Ottoman Empire military and civilian award

Order of the Medjidie (نشانِ مجیدیه, August 29, 1852 – 1922) was a military and civilian order of the Ottoman Empire. The order was instituted in 1851 by Sultan Abdulmejid I.

==History==
Instituted in 1851, the order was awarded in five classes, with the First Class being the highest. The order was issued in considerable numbers by Sultan Abdülmecid as a reward for distinguished service to members of the British Army and the Royal Navy and the French Army who came to the aid of the Ottoman Empire during the Crimean War against Russia and to British recipients for later service in Egypt and/or the Sudan. In Britain it was worn after any British gallantry and campaign medals awarded, but, as an order, before foreign medals like the Turkish Crimean War medal. The order was usually conferred on officers but a few enlisted soldiers and sailors also received it in a lower class. During World War I it was also awarded to a number of German, Austrian, and Bulgarian officers.

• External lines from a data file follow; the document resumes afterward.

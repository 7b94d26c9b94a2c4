/// Test doubles for the viewer flow: a stage that records every query and an
/// opener that hands it out with a chosen status.

use std::cell::{Cell, RefCell};
use std::path::{Path, PathBuf};
use std::rc::Rc;

use crate::sdf::SdfPath;
use crate::usd::{
    InitialLoadSet, LoadStatus, Prim, SceneStage, Stage, StageOpener, TimeCode, Value,
};

/// One triangle under `/world` and a camera at `/camera1` whose default
/// values differ from its time samples.
pub const CAMERA_SCENE: &str = r#"#usda 1.0
(
    defaultPrim = "world"
    upAxis = "Y"
)

def Xform "world"
{
    def Mesh "tri"
    {
        int[] faceVertexCounts = [3]
        int[] faceVertexIndices = [0, 1, 2]
        point3f[] points = [(-1, 0, 0), (1, 0, 0), (0, 1, 0)]
    }
}

def Camera "camera1"
{
    float focalLength = 50
    float focalLength.timeSamples = {
        1: 100,
        24: 200,
    }
    float2 clippingRange = (1, 1000)
    double3 xformOp:translate = (0, 0, 10)
    double3 xformOp:translate.timeSamples = {
        1: (0, 0, 20),
    }
    uniform token[] xformOpOrder = ["xformOp:translate"]
}
"#;

/// A non-camera prim at `/camera1`.
pub const WRONG_TYPE_SCENE: &str = r#"#usda 1.0

def Xform "camera1"
{
}

def Camera "camera2"
{
}
"#;

pub type PathQueries = Rc<RefCell<Vec<SdfPath>>>;
pub type AttributeReads = Rc<RefCell<Vec<(SdfPath, String, TimeCode)>>>;

/// Stage wrapper recording lookups and attribute reads.
///
/// The logs are shared, so a clone kept by the test still sees queries made
/// after the stage was moved into the viewer.
pub struct RecordingStage {
    pub inner: Stage,
    pub path_queries: PathQueries,
    pub attribute_reads: AttributeReads,
}

impl RecordingStage {
    pub fn new(inner: Stage) -> Self {
        Self {
            inner,
            path_queries: PathQueries::default(),
            attribute_reads: AttributeReads::default(),
        }
    }

    pub fn from_source(source: &str) -> Self {
        Self::new(Stage::from_source("test.usda", source, InitialLoadSet::LoadAll).unwrap())
    }

    pub fn empty() -> Self {
        Self::new(Stage::new("empty.usda", InitialLoadSet::LoadAll))
    }

    /// Distinct times used by attribute reads.
    pub fn read_times(&self) -> Vec<TimeCode> {
        distinct_times(&self.attribute_reads)
    }
}

pub fn distinct_times(reads: &AttributeReads) -> Vec<TimeCode> {
    let mut times: Vec<TimeCode> = Vec::new();
    for (_, _, time) in reads.borrow().iter() {
        if !times.contains(time) {
            times.push(*time);
        }
    }
    times
}

impl SceneStage for RecordingStage {
    fn pseudo_root(&self) -> Prim {
        self.inner.pseudo_root()
    }

    fn prim_at_path(&self, path: &SdfPath) -> Option<Prim> {
        self.path_queries.borrow_mut().push(path.clone());
        self.inner.prim_at_path(path)
    }

    fn children(&self, prim: &Prim) -> Vec<Prim> {
        self.inner.children(prim)
    }

    fn attribute(&self, prim: &Prim, name: &str, time: TimeCode) -> Option<Value> {
        self.attribute_reads
            .borrow_mut()
            .push((prim.path().clone(), name.to_string(), time));
        self.inner.attribute(prim, name, time)
    }

    fn attribute_metadata(&self, prim: &Prim, name: &str, key: &str) -> Option<Value> {
        self.inner.attribute_metadata(prim, name, key)
    }

    fn attribute_names(&self, prim: &Prim) -> Vec<String> {
        self.inner.attribute_names(prim)
    }
}

/// Opener returning a prepared scene with a fixed status.
///
/// Every stage it opens shares the opener's query logs.
pub struct MockStageOpener {
    pub source: Option<&'static str>,
    pub status: LoadStatus,
    pub opened: RefCell<Vec<(PathBuf, InitialLoadSet)>>,
    pub open_count: Cell<usize>,
    pub path_queries: PathQueries,
    pub attribute_reads: AttributeReads,
}

impl MockStageOpener {
    pub fn ok(source: &'static str) -> Self {
        Self {
            source: Some(source),
            status: LoadStatus::Ok,
            opened: RefCell::new(Vec::new()),
            open_count: Cell::new(0),
            path_queries: PathQueries::default(),
            attribute_reads: AttributeReads::default(),
        }
    }

    /// Failing opener: empty stage with `status`.
    pub fn failing(status: LoadStatus) -> Self {
        Self {
            source: None,
            status,
            opened: RefCell::new(Vec::new()),
            open_count: Cell::new(0),
            path_queries: PathQueries::default(),
            attribute_reads: AttributeReads::default(),
        }
    }
}

impl StageOpener for MockStageOpener {
    type Stage = RecordingStage;

    fn open(&self, path: &Path, load_set: InitialLoadSet) -> (RecordingStage, LoadStatus) {
        self.open_count.set(self.open_count.get() + 1);
        self.opened.borrow_mut().push((path.to_path_buf(), load_set));
        let mut stage = match self.source {
            Some(source) => RecordingStage::from_source(source),
            None => RecordingStage::empty(),
        };
        stage.path_queries = Rc::clone(&self.path_queries);
        stage.attribute_reads = Rc::clone(&self.attribute_reads);
        (stage, self.status)
    }
}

The order was often conferred on non-Turkish nationals.

==Design of the order==
On the obverse of the star is Sultan Abdülmecid's royal cipher surrounded by an inscription on a gold-bordered circle of red enamel; all on a star of seven triple quills with small crescents and five-pointed stars between them, suspended from a red enameled crescent and star suspender with green enameled edges.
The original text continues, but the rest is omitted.